There are different types of refinancing options available. The most common ones are:

  • Cash-out refinance: In this type of refinancing, the borrower takes a larger amount of loan than the original mortgage loan amount. This is done when the value of the asset increases on paper and the borrower takes a loan to pay off the original mortgage amount and any amount left goes to the borrower. This way he only has to pay one loan and also pays off the mortgage.
  • Cash-in refinance: In this, the borrower pays off a big portion of his home loan by getting a lower-loan-to-value ratio or smaller loan payments. 
  • Rate and term refinance: The borrower can change the rate of interest and terms of loan through this type of refinancing. This is most commonly used by borrowers when the interest rates are low. 
  • Reverse mortgage: This type of refinancing is meant for homeowners over 62. In this, the house remains in the name of the borrower and they do not have to make monthly payments. The interest and fees keep piling up and the loan is repaid when the homeowner leaves or dies. Then, the lender can either sell the house to get the loan amount recovered or the heirs of the homeowner can choose to pay it off. 
  • FHA streamline refinance: This type of refinancing is available to homeowners with FHA loans wherein they can choose to lower their monthly payments after a credit check is done. 
  • VA streamline refinance: This type of refinance is available to military veterans and active service members with VA loans. In this, they can choose to lower their interest rates and monthly payments and shorten their loan term. They can also choose to refinance with an ARM or fixed-rate mortgage. 
  • USDA streamline refinance: This refinance option is for borrowers with USDA loans to lower their interest rates and change the loan terms without having to go through additional home appraisals and or inspections on the property.

What are the advantages and disadvantages of refinancing?‍

The advantages of refinancing for a borrower are:

  • They can get lower interest rates and monthly payments.
  • Borrowers can convert an adjustable rate mortgage to a fixed rate mortgage (or any other type of loan).
  • They can save money on loan repayments. 
  • The loan term can be shortened so that the total interest paid is also less. 
  • Payments may become predictable for the borrower. 

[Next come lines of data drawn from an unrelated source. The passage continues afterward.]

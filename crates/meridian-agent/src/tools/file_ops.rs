//! File operation tools. Every path goes through the sandbox first.

use async_trait::async_trait;
use regex::RegexBuilder;

use meridian_safety::PathSandbox;

use super::{optional_str, optional_u64, required_str, Tool, ToolDeps, ToolError, ToolRegistry};

/// Maximum characters returned by any file tool, to avoid flooding the
/// context window.
const MAX_OUTPUT_CHARS: usize = 30_000;

pub fn register(registry: &mut ToolRegistry, deps: &ToolDeps) {
    registry.register(Box::new(ReadFileTool {
        sandbox: deps.sandbox.clone(),
    }));
    registry.register(Box::new(WriteFileTool {
        sandbox: deps.sandbox.clone(),
    }));
    registry.register(Box::new(ListDirTool {
        sandbox: deps.sandbox.clone(),
    }));
    registry.register(Box::new(SearchFilesTool {
        sandbox: deps.sandbox.clone(),
    }));
}

fn truncate(text: String) -> String {
    if text.len() > MAX_OUTPUT_CHARS {
        let mut cut = MAX_OUTPUT_CHARS;
        while !text.is_char_boundary(cut) {
            cut -= 1;
        }
        format!(
            "{}\n\n[output truncated at {MAX_OUTPUT_CHARS} characters]",
            &text[..cut]
        )
    } else {
        text
    }
}

struct ReadFileTool {
    sandbox: PathSandbox,
}

#[async_trait]
impl Tool for ReadFileTool {
    fn name(&self) -> &str {
        "read_file"
    }

    fn description(&self) -> &str {
        "Read the contents of a file. Optionally limit to a line range with \
         `offset` (1-based first line) and `limit` (number of lines)."
    }

    fn parameters(&self) -> serde_json::Value {
        serde_json::json!({
            "type": "object",
            "properties": {
                "path": { "type": "string", "description": "Path to the file." },
                "offset": { "type": "integer", "description": "1-based line to start from (optional)." },
                "limit": { "type": "integer", "description": "Maximum lines to return (optional)." }
            },
            "required": ["path"]
        })
    }

    async fn execute(&self, args: serde_json::Value) -> Result<String, ToolError> {
        let path = required_str(&args, "path")?;
        let resolved = self
            .sandbox
            .validate(path, "read")
            .map_err(|e| ToolError::new("PathBlocked", e))?;

        let content = std::fs::read_to_string(&resolved).map_err(|e| ToolError::io(&e))?;

        let offset = optional_u64(&args, "offset").map(|v| (v as usize).saturating_sub(1));
        let limit = optional_u64(&args, "limit").map(|v| v as usize);

        let result = if offset.is_some() || limit.is_some() {
            let lines: Vec<&str> = content.lines().skip(offset.unwrap_or(0)).collect();
            let lines = match limit {
                Some(n) => &lines[..n.min(lines.len())],
                None => &lines[..],
            };
            lines.join("\n")
        } else {
            content
        };

        Ok(truncate(result))
    }
}

struct WriteFileTool {
    sandbox: PathSandbox,
}

#[async_trait]
impl Tool for WriteFileTool {
    fn name(&self) -> &str {
        "write_file"
    }

    fn description(&self) -> &str {
        "Write content to a file, creating parent directories as needed. \
         Overwrites existing content."
    }

    fn parameters(&self) -> serde_json::Value {
        serde_json::json!({
            "type": "object",
            "properties": {
                "path": { "type": "string", "description": "Path to write." },
                "content": { "type": "string", "description": "Content to write." }
            },
            "required": ["path", "content"]
        })
    }

    async fn execute(&self, args: serde_json::Value) -> Result<String, ToolError> {
        let path = required_str(&args, "path")?;
        let content = required_str(&args, "content")?;
        let resolved = self
            .sandbox
            .validate(path, "write")
            .map_err(|e| ToolError::new("PathBlocked", e))?;

        if let Some(parent) = resolved.parent() {
            std::fs::create_dir_all(parent).map_err(|e| ToolError::io(&e))?;
        }
        std::fs::write(&resolved, content).map_err(|e| ToolError::io(&e))?;
        Ok(format!(
            "Wrote {} bytes to {}",
            content.len(),
            resolved.display()
        ))
    }
}

struct ListDirTool {
    sandbox: PathSandbox,
}

#[async_trait]
impl Tool for ListDirTool {
    fn name(&self) -> &str {
        "list_dir"
    }

    fn description(&self) -> &str {
        "List the entries of a directory (name, kind, size)."
    }

    fn parameters(&self) -> serde_json::Value {
        serde_json::json!({
            "type": "object",
            "properties": {
                "path": { "type": "string", "description": "Directory to list. Defaults to the current directory." }
            },
            "required": []
        })
    }

    async fn execute(&self, args: serde_json::Value) -> Result<String, ToolError> {
        let path = optional_str(&args, "path").unwrap_or(".");
        let resolved = self
            .sandbox
            .validate(path, "list")
            .map_err(|e| ToolError::new("PathBlocked", e))?;

        let mut entries: Vec<String> = Vec::new();
        let read = std::fs::read_dir(&resolved).map_err(|e| ToolError::io(&e))?;
        for entry in read.flatten() {
            let name = entry.file_name().to_string_lossy().to_string();
            let meta = entry.metadata().ok();
            let kind = match &meta {
                Some(m) if m.is_dir() => "dir",
                Some(_) => "file",
                None => "?",
            };
            let size = meta.map(|m| m.len()).unwrap_or(0);
            entries.push(format!("{kind:4} {size:>10}  {name}"));
        }
        entries.sort();

        if entries.is_empty() {
            return Ok(format!("{} is empty.", resolved.display()));
        }
        Ok(truncate(entries.join("\n")))
    }
}

struct SearchFilesTool {
    sandbox: PathSandbox,
}

#[async_trait]
impl Tool for SearchFilesTool {
    fn name(&self) -> &str {
        "search_files"
    }

    fn description(&self) -> &str {
        "Search files under a directory for a regex pattern. Returns \
         matching lines as path:line:text."
    }

    fn parameters(&self) -> serde_json::Value {
        serde_json::json!({
            "type": "object",
            "properties": {
                "pattern": { "type": "string", "description": "Regex to search for (case-insensitive)." },
                "path": { "type": "string", "description": "Directory to search. Defaults to the current directory." },
                "max_results": { "type": "integer", "description": "Maximum matches to return (default 50)." }
            },
            "required": ["pattern"]
        })
    }

    async fn execute(&self, args: serde_json::Value) -> Result<String, ToolError> {
        let pattern = required_str(&args, "pattern")?;
        let path = optional_str(&args, "path").unwrap_or(".");
        let max_results = optional_u64(&args, "max_results").unwrap_or(50) as usize;

        let resolved = self
            .sandbox
            .validate(path, "search")
            .map_err(|e| ToolError::new("PathBlocked", e))?;

        let re = RegexBuilder::new(pattern)
            .case_insensitive(true)
            .build()
            .map_err(|e| ToolError::new("InvalidPattern", e.to_string()))?;

        let mut matches = Vec::new();
        search_dir(&resolved, &re, &mut matches, max_results);

        if matches.is_empty() {
            return Ok(format!("No matches for '{pattern}'."));
        }
        Ok(truncate(matches.join("\n")))
    }
}

fn search_dir(
    dir: &std::path::Path,
    re: &regex::Regex,
    matches: &mut Vec<String>,
    max_results: usize,
) {
    if matches.len() >= max_results {
        return;
    }
    let Ok(entries) = std::fs::read_dir(dir) else {
        return;
    };
    for entry in entries.flatten() {
        if matches.len() >= max_results {
            return;
        }
        let path = entry.path();
        let name = entry.file_name().to_string_lossy().to_string();
        if name.starts_with('.') || name == "target" || name == "node_modules" {
            continue;
        }
        if path.is_dir() {
            search_dir(&path, re, matches, max_results);
        } else if let Ok(content) = std::fs::read_to_string(&path) {
            for (i, line) in content.lines().enumerate() {
                if re.is_match(line) {
                    matches.push(format!("{}:{}:{}", path.display(), i + 1, line.trim()));
                    if matches.len() >= max_results {
                        return;
                    }
                }
            }
        }
    }
}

However, there are certain disadvantages of refinancing too such as:

  • If the loan term is reset to the original loan’s length, the borrower can end up paying more interest over the entire life of the loans even if the interest rate is lowered. 
  • The refinancing costs may not be worth the effort. 
  • The equity of the home may reduce for the borrower if he uses cash-out refinance.

Conclusion‍

Refinance is a very helpful option for people with limited savings and income. Depending on the needs of the borrower, the type of loan chosen will be different for everyone. It is important to remember that when you refinance, you are confident of paying off the new loan in the future and that the refinance cost doesn't outweigh the benefits. Borrowers must carefully consider the benefits and disadvantages of all types of refinance before choosing one.